消化器系(101問) 状況設定問題

第115回 午前95問

次の文を読み問題2に答えよ。
Aさん(56歳、男性、会社員)は胸部食道癌と診断され、開胸開腹下で食道切除再建術を受けることになった。

病状と手術の説明を聞き「酒もほとんど飲まないのに、食道癌になっちゃうんですね」と落ち込んだ様子で「早くよくなりたい。20歳から毎日20本吸っていたタバコも手術が決まってやめました」と話した。

身体所見:身長168cm、体重54kg、BMI 19。

血液所見:Hb 13.6g/dL、Ht 41.4%、血小板数28万/μL、プロトロンビン時間11秒、総蛋白6.2g/dL、アルブミン3.8g/dL、空腹時血糖102mg/dL、HbA1c 4.8%。

呼吸機能所見:%VC 78%、FEV1%67%。

問題2
Aさんは、右開胸開腹胸部食道亜全摘術、胃を用いた食道再建術、頸部リンパ節郭清術を受け、胸腔ドレーン、腹腔内ドレーン、頸部皮下ドレーン、胃管減圧チューブ、経腸栄養チューブ、膀胱留置カテーテルが挿入された。

術後1日には看護師が介助してベッドサイドで立位になり、足踏みを行った。術後2日には病室から廊下に出て歩行し、看護師がドレーンバッグを持つなどの介助をした。Aさんは「こんなにたくさん管が入るとは思わなかった。1人ではとても歩けない」と話した。

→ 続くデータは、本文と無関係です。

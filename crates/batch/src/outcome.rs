use std::fmt;
use std::future::Future;
use crate::error::OperationError;
use crate::job::Job;

/// Terminal result of one job
#[derive(Debug, Clone, PartialEq, Eq)]
pub enum Outcome {
    Success,
    Skipped(String),
    Failed(String),
}

impl Outcome {
    /// Classify an operation result: the no-work sentinel skips, any other error fails
    pub fn from_result(result: Result<(), OperationError>) -> Self {
        match result {
            Ok(()) => Outcome::Success,
            Err(OperationError::NoEligibleWork(reason)) => Outcome::Skipped(reason),
            Err(OperationError::Failed(err)) => Outcome::Failed(format!("{:#}", err)),
        }
    }
}

impl From<Result<(), OperationError>> for Outcome {
    fn from(result: Result<(), OperationError>) -> Self {
        Outcome::from_result(result)
    }
}

impl fmt::Display for Outcome {
    fn fmt(&self, f: &mut fmt::Formatter<'_>) -> fmt::Result {
        match self {
            Outcome::Success => f.write_str("success"),
            Outcome::Skipped(reason) => write!(f, "skipped ({})", reason),
            Outcome::Failed(err) => write!(f, "failed: {}", err),
        }
    }
}

/// The external per-file action driven by the engine.
///
/// Implementations must be safe to run concurrently on distinct paths and
/// must not share mutable state with the caller.
pub trait Operation: Send + Sync + 'static {
    fn process(&self, job: &Job) -> impl Future<Output = Result<(), OperationError>> + Send;
}
impl<O: Operation> BatchEngine<O> {
    pub fn new(config: RunConfig, operation: Arc<O>) -> Self {
        Self {
            config: Arc::new(config),
            operation,
            reporter: Arc::new(LogReporter),
            prompt: Arc::new(FixedAnswer(true)),
            cancel: CancellationToken::new(),
            state: Arc::new(Mutex::new(RunState::new(0, None, 0))),
        }
    }

    pub fn with_reporter(mut self, reporter: Arc<dyn ProgressReporter>) -> Self {
        self.reporter = reporter;
        self
    }

    pub fn with_prompt(mut self, prompt: Arc<dyn ResumePrompt>) -> Self {
        self.prompt = prompt;
        self
    }

    pub fn with_cancellation(mut self, cancel: CancellationToken) -> Self {
        self.cancel = cancel;
        self
    }

    pub fn config(&self) -> &RunConfig {
        &self.config
    }

    pub fn progress(&self) -> ProgressHandle {
        ProgressHandle {
            state: Arc::clone(&self.state),
        }
    }

    fn set_phase(&self, phase: RunPhase) {
        debug!("Run phase: {:?}", phase);
        lock(&self.state).phase = phase;
    }

    /// Run every path through the operation and return the final tallies.
    ///
    /// Only setup failures are errors; per-file failures end up in the summary.
    pub async fn run(&self, paths: Vec<PathBuf>) -> Result<Summary> {
        let jobs = jobs_for(paths, Arc::clone(&self.config));
        if jobs.is_empty() {
            info!("No files to process in {}", self.config.dir.display());
            self.set_phase(RunPhase::Done);
            return Ok(Summary::default());
        }

        let (checkpoint, jobs) = if self.config.checkpointing_enabled() {
            self.set_phase(RunPhase::ResumeCheck);
            self.prepare_checkpoint(jobs)?
        } else {
            (None, jobs)
        };

        if jobs.is_empty() {
            info!("✅ All files have been processed!");
            self.set_phase(RunPhase::Done);
            return Ok(Summary {
                already_processed: true,
                ..Default::default()
            });
        }

        let counters = {
            let mut state = lock(&self.state);
            *state = RunState::new(jobs.len(), checkpoint, self.config.checkpoint_interval);
            state.phase = RunPhase::Running;
            state.progress.counters()
        };
        self.reporter.run_started(&counters);

        let pool = WorkerPool::new(self.config.worker_count()).with_cancellation(self.cancel.clone());
        info!(
            "🔄 Starting {} of {} file(s) with {} worker(s)",
            self.config.mode,
            jobs.len(),
            pool.capacity()
        );

        let operation = Arc::clone(&self.operation);
        let state = Arc::clone(&self.state);
        let reporter = Arc::clone(&self.reporter);
        let cancel = self.cancel.clone();
        let report = pool
            .run(
                jobs,
                move |job: Job| run_operation(Arc::clone(&operation), job),
                move |job: Job, outcome: Outcome| {
                    let mut state = lock(&state);
                    let line = state.record(&job, &outcome);
                    if !cancel.is_cancelled() {
                        reporter.job_finished(&state.progress.counters(), &line);
                    }
                },
            )
            .await;

        let summary = {
            let mut state = lock(&self.state);
            state.phase = RunPhase::Finalizing;
            state.flush();
            let counters = state.progress.counters();
            state.phase = RunPhase::Done;
            Summary {
                total: counters.total,
                success: counters.success,
                skipped: counters.skipped,
                failed: counters.failed,
                abandoned: report.abandoned,
                checkpoint_flushes: state.flushes,
                interrupted: self.cancel.is_cancelled(),
                already_processed: false,
            }
        };

        if summary.interrupted {
            warn!(
                "Run interrupted: {} file(s) were not started",
                summary.abandoned
            );
        }
        self.reporter.run_finished(&summary);
        Ok(summary)
    }

    /// Resume a matching checkpoint or start a fresh one.
    ///
    /// A checkpoint that cannot be decoded is fatal. Any other persistence
    /// problem degrades to running without a checkpoint.
    fn prepare_checkpoint(&self, jobs: Vec<Job>) -> Result<(Option<CheckpointStore>, Vec<Job>)> {
        let mut store = CheckpointStore::new(&self.config.dir);

        let resumable = match store.load() {
            Ok(Some(cp)) => match cp.mismatch(&self.config) {
                None => Some(cp.stats()),
                Some(reason) => {
                    info!("🔄 {}; starting fresh", BatchError::ConfigMismatch(reason));
                    None
                }
            },
            Ok(None) => None,
            Err(e @ BatchError::Decode { .. }) => {
                return Err(e).context("Checkpoint is corrupt; clear it to start over");
            }
            Err(e) => {
                warn!("Ignoring unreadable checkpoint: {}", e);
                None
            }
        };

        if let Some(stats) = resumable {
            info!(
                "📋 Checkpoint found: {}/{} files already processed",
                stats.processed, stats.total
            );
            if self.prompt.confirm_resume(&stats) {
                self.set_phase(RunPhase::FilterProcessed);
                let remaining = store.filter_processed(jobs);
                info!("📥 Resuming with {} remaining file(s)", remaining.len());
                return Ok((Some(store), remaining));
            }

            if let Err(e) = store.clear() {
                warn!("Could not clear checkpoint: {}", e);
            }
            info!("🔄 Starting fresh (checkpoint cleared)");
        }

        match store.create(&self.config, jobs.len()) {
            Ok(()) => Ok((Some(store), jobs)),
            Err(e) => {
                warn!("💾 Could not create checkpoint, continuing without: {}", e);
                Ok((None, jobs))
            }
        }
    }
}
//! MKVToolNix-backed per-file operation: subtitle extraction and remux-merge.

pub mod episode;
pub mod extract;
pub mod merge;
pub mod metadata;

use std::ffi::OsString;
use std::path::{Path, PathBuf};
use anyhow::{anyhow, bail, Context, Result};
use log::{debug, info, warn};
use tokio::process::Command;
use crate::config::{Mode, RunConfig};
use crate::error::OperationError;
use crate::job::Job;
use crate::outcome::Operation;

pub use episode::{episode_number, UNKNOWN_EPISODE};
pub use metadata::{Attachment, MkvInfo, Track, TrackProperties};

const INSTALL_HINTS: &str = "These tools are part of the MKVToolNix suite. Install with:

  macOS:  brew install mkvtoolnix
  Ubuntu: sudo apt install mkvtoolnix
  Fedora: sudo dnf install mkvtoolnix
  Arch:   sudo pacman -S mkvtoolnix-cli

Ensure they are in your PATH and try again.";

/// Runs the MKVToolNix binaries for one job at a time
#[derive(Debug, Clone)]
pub struct MkvToolkit {
    pub mkvmerge_bin: PathBuf,
    pub mkvextract_bin: PathBuf,
}

impl MkvToolkit {
    pub fn new(config: &RunConfig) -> Self {
        Self {
            mkvmerge_bin: config.mkvmerge_bin.clone(),
            mkvextract_bin: config.mkvextract_bin.clone(),
        }
    }

    /// Check that every binary answers `--version`; the error lists the missing ones
    pub async fn validate_dependencies(&self) -> Result<()> {
        let mut missing = Vec::new();
        for bin in [&self.mkvmerge_bin, &self.mkvextract_bin] {
            match Self::detect_version(bin).await {
                Ok(version) => info!("🎬 Found {}", version),
                Err(e) => {
                    debug!("{} unavailable: {:#}", bin.display(), e);
                    missing.push(bin.display().to_string());
                }
            }
        }

        if !missing.is_empty() {
            bail!(
                "❌ Missing required MKV tools: {}\n\n{}",
                missing.join(", "),
                INSTALL_HINTS
            );
        }
        Ok(())
    }

    async fn detect_version(bin: &Path) -> Result<String> {
        let output = Command::new(bin)
            .arg("--version")
            .output()
            .await
            .with_context(|| format!("Failed to execute {}", bin.display()))?;

        if !output.status.success() {
            return Err(anyhow!("{} version check failed", bin.display()));
        }

        let stdout = String::from_utf8_lossy(&output.stdout);
        stdout
            .lines()
            .next()
            .map(|line| line.trim().to_string())
            .ok_or_else(|| anyhow!("Empty output from {} --version", bin.display()))
    }

    pub async fn probe(&self, file_path: &Path) -> Result<MkvInfo> {
        metadata::probe(&self.mkvmerge_bin, file_path).await
    }

    /// Run a command, or only log it in dry-run mode.
    ///
    /// MKVToolNix exits with 1 when it finished with warnings; that still counts
    /// as success.
    pub async fn execute(&self, dry_run: bool, program: &Path, args: &[OsString]) -> Result<()> {
        let rendered = render_command(program, args);
        if dry_run {
            debug!("[dry-run] {}", rendered);
            return Ok(());
        }

        debug!("Running: {}", rendered);
        let output = Command::new(program)
            .args(args)
            .output()
            .await
            .with_context(|| format!("Failed to execute {}", program.display()))?;

        match output.status.code() {
            Some(0) => Ok(()),
            Some(1) => {
                let stdout = String::from_utf8_lossy(&output.stdout);
                warn!("{} finished with warnings: {}", tool_name(program), stdout.trim());
                Ok(())
            }
            code => {
                let stderr = String::from_utf8_lossy(&output.stderr);
                let stdout = String::from_utf8_lossy(&output.stdout);
                let detail = if stderr.trim().is_empty() { stdout } else { stderr };
                Err(anyhow!(
                    "{} command failed (exit code {}): {}",
                    tool_name(program),
                    code.unwrap_or(-1),
                    detail.trim()
                ))
            }
        }
    }
}

impl Operation for MkvToolkit {
    async fn process(&self, job: &Job) -> Result<(), OperationError> {
        match job.mode {
            Mode::Extract => extract::run(self, job).await,
            Mode::Merge => merge::run(self, job).await,
        }
    }
}

fn tool_name(program: &Path) -> String {
    program
        .file_name()
        .map(|n| n.to_string_lossy().into_owned())
        .unwrap_or_else(|| program.display().to_string())
}

/// Shell-like rendering for logs; arguments containing spaces are quoted
pub fn render_command(program: &Path, args: &[OsString]) -> String {
    let mut line = program.display().to_string();
    for arg in args {
        let arg = arg.to_string_lossy();
        line.push(' ');
        if arg.contains(' ') {
            line.push('"');
            line.push_str(&arg);
            line.push('"');
        } else {
            line.push_str(&arg);
        }
    }
    line
}
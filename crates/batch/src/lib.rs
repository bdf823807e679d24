pub mod config;
pub mod error;
pub mod outcome;
pub mod job;
pub mod checkpoint;
pub mod progress;
pub mod pool;
pub mod engine;
pub mod scan;
pub mod watcher;
pub mod mkv;

pub use config::{Mode, RunConfig, WatchSettings};
pub use error::{BatchError, BatchResult, OperationError};
pub use outcome::{Operation, Outcome};
pub use job::{Job, JobIdentity};
pub use checkpoint::{Checkpoint, CheckpointStore, ResumeStats, CHECKPOINT_FILE};
pub use progress::{ProgressCounters, ProgressReporter, ResumePrompt, RunPhase, Summary};
pub use pool::{PoolReport, WorkerPool};
pub use engine::{BatchEngine, ProgressHandle};
pub use scan::{is_container, scan_files};
pub use watcher::{DirectoryWatcher, WatchStats};
pub use mkv::MkvToolkit;
use std::ffi::OsString;
use std::path::{Path, PathBuf};
use anyhow::Context;
use log::info;
use crate::error::OperationError;
use crate::job::Job;
use super::episode::episode_number;
use super::metadata::{MkvInfo, Track};
use super::MkvToolkit;

/// One subtitle track and the file it is written to
#[derive(Debug, Clone, PartialEq, Eq)]
pub struct ExtractTarget {
    pub track_id: u32,
    pub output: PathBuf,
}

/// Directory receiving extracted subtitles of one language
pub fn subs_dir(file_path: &Path, lang: &str) -> PathBuf {
    file_path
        .parent()
        .unwrap_or_else(|| Path::new(""))
        .join("subs")
        .join(lang)
}

fn subtitle_extension(track: &Track) -> &'static str {
    if track.is_ass() {
        ".ass"
    } else {
        ".srt"
    }
}

/// `_forced` for forced or signs tracks, `_<index>` for any track after the first
fn track_suffix(index: usize, track: &Track) -> String {
    if track.is_forced() {
        "_forced".to_string()
    } else if index > 0 {
        format!("_{}", index)
    } else {
        String::new()
    }
}

/// Every subtitle track matching a requested language, with its output path
pub fn plan_extract(file_path: &Path, info: &MkvInfo, languages: &[String]) -> Vec<ExtractTarget> {
    let name = file_path
        .file_name()
        .map(|n| n.to_string_lossy().into_owned())
        .unwrap_or_default();
    let episode = episode_number(&name);

    let mut targets = Vec::new();
    for lang in languages {
        let dir = subs_dir(file_path, lang);
        for (index, track) in info.tracks.iter().enumerate() {
            if !track.is_subtitle() || !track.matches_language(lang) {
                continue;
            }
            let file_name = format!(
                "{}_{}{}{}",
                episode,
                lang,
                track_suffix(index, track),
                subtitle_extension(track)
            );
            targets.push(ExtractTarget {
                track_id: track.id,
                output: dir.join(file_name),
            });
        }
    }
    targets
}

/// `mkvextract <file> tracks <id>:<out> ...`
pub fn extract_args(file_path: &Path, targets: &[ExtractTarget]) -> Vec<OsString> {
    let mut args: Vec<OsString> = vec![file_path.into(), "tracks".into()];
    for target in targets {
        let mut selector = OsString::from(format!("{}:", target.track_id));
        selector.push(&target.output);
        args.push(selector);
    }
    args
}

pub(super) async fn run(toolkit: &MkvToolkit, job: &Job) -> Result<(), OperationError> {
    let info = toolkit.probe(&job.path).await?;
    let targets = plan_extract(&job.path, &info, &job.options.languages);
    if targets.is_empty() {
        return Err(OperationError::no_work("no subtitles"));
    }

    if !job.options.dry_run {
        for lang in &job.options.languages {
            let dir = subs_dir(&job.path, lang);
            tokio::fs::create_dir_all(&dir)
                .await
                .with_context(|| format!("Failed to create subtitle directory: {}", dir.display()))?;
        }
    }

    toolkit
        .execute(job.options.dry_run, &toolkit.mkvextract_bin, &extract_args(&job.path, &targets))
        .await
        .context("Subtitle extraction failed")?;

    info!(
        "Extracted {} subtitle track(s) from {}",
        targets.len(),
        job.file_name()
    );
    Ok(())
}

Aさんの離床を援助するときのドレーン類の取り扱いで正しいのはどれか。
  • 1. ドレーン類は引っ張った状態で保持する。
  • 2. ドレーンを気にしないで歩いてよいとAさんに伝える。
  • 3. ドレーンバッグは、ドレーン挿入部よりも高い位置に掛ける。
  • 4. 離床前後にドレーンの固定位置が変わっていないことを確認する。